Start of Material shown
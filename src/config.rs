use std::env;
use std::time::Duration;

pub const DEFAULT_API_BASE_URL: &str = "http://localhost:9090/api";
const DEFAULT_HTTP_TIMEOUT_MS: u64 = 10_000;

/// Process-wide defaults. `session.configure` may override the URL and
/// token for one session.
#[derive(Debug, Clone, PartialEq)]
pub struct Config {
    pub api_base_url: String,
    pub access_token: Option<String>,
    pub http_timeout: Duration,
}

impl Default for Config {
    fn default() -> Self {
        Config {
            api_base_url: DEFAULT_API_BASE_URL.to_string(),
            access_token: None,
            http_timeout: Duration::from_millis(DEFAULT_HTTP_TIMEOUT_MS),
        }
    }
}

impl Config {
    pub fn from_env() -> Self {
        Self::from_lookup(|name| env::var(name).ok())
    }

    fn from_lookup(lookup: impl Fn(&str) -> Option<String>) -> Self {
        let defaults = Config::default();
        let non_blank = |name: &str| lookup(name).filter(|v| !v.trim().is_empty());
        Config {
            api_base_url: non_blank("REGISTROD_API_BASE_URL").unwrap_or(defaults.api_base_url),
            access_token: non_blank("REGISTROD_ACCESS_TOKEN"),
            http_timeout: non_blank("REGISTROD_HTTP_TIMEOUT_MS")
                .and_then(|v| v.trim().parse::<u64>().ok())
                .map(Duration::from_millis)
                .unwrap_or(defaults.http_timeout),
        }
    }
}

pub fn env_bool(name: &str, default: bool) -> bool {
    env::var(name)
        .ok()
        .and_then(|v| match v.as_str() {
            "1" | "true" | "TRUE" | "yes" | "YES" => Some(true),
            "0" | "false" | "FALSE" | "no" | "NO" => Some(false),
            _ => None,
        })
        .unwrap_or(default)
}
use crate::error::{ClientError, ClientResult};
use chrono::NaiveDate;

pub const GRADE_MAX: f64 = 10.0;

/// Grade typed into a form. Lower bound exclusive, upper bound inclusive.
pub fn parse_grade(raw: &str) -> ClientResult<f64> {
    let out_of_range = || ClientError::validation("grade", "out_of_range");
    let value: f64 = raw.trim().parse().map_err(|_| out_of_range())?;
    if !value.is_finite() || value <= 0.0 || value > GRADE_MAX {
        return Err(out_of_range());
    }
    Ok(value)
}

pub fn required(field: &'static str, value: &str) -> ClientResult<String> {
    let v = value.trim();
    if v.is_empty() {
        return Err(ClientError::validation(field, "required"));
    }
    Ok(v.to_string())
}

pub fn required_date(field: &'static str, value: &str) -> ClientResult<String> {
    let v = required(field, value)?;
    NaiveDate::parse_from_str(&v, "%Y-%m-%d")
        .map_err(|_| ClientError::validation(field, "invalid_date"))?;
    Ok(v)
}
End of Material shown
Print each entry above again, exactly as it was given.

filename src/config.rs
use std::env;
use std::time::Duration;

pub const DEFAULT_API_BASE_URL: &str = "http://localhost:9090/api";
const DEFAULT_HTTP_TIMEOUT_MS: u64 = 10_000;

/// Process-wide defaults. `session.configure` may override the URL and
/// token for one session.
#[derive(Debug, Clone, PartialEq)]
pub struct Config {
    pub api_base_url: String,
    pub access_token: Option<String>,
    pub http_timeout: Duration,
}

impl Default for Config {
    fn default() -> Self {
        Config {
            api_base_url: DEFAULT_API_BASE_URL.to_string(),
            access_token: None,
            http_timeout: Duration::from_millis(DEFAULT_HTTP_TIMEOUT_MS),
        }
    }
}

impl Config {
    pub fn from_env() -> Self {
        Self::from_lookup(|name| env::var(name).ok())
    }

    fn from_lookup(lookup: impl Fn(&str) -> Option<String>) -> Self {
        let defaults = Config::default();
        let non_blank = |name: &str| lookup(name).filter(|v| !v.trim().is_empty());
        Config {
            api_base_url: non_blank("REGISTROD_API_BASE_URL").unwrap_or(defaults.api_base_url),
            access_token: non_blank("REGISTROD_ACCESS_TOKEN"),
            http_timeout: non_blank("REGISTROD_HTTP_TIMEOUT_MS")
                .and_then(|v| v.trim().parse::<u64>().ok())
                .map(Duration::from_millis)
                .unwrap_or(defaults.http_timeout),
        }
    }
}

pub fn env_bool(name: &str, default: bool) -> bool {
    env::var(name)
        .ok()
        .and_then(|v| match v.as_str() {
            "1" | "true" | "TRUE" | "yes" | "YES" => Some(true),
            "0" | "false" | "FALSE" | "no" | "NO" => Some(false),
            _ => None,
        })
        .unwrap_or(default)
}
use crate::error::{ClientError, ClientResult};
use chrono::NaiveDate;

pub const GRADE_MAX: f64 = 10.0;

/// Grade typed into a form. Lower bound exclusive, upper bound inclusive.
pub fn parse_grade(raw: &str) -> ClientResult<f64> {
    let out_of_range = || ClientError::validation("grade", "out_of_range");
    let value: f64 = raw.trim().parse().map_err(|_| out_of_range())?;
    if !value.is_finite() || value <= 0.0 || value > GRADE_MAX {
        return Err(out_of_range());
    }
    Ok(value)
}

pub fn required(field: &'static str, value: &str) -> ClientResult<String> {
    let v = value.trim();
    if v.is_empty() {
        return Err(ClientError::validation(field, "required"));
    }
    Ok(v.to_string())
}

pub fn required_date(field: &'static str, value: &str) -> ClientResult<String> {
    let v = required(field, value)?;
    NaiveDate::parse_from_str(&v, "%Y-%m-%d")
        .map_err(|_| ClientError::validation(field, "invalid_date"))?;
    Ok(v)
}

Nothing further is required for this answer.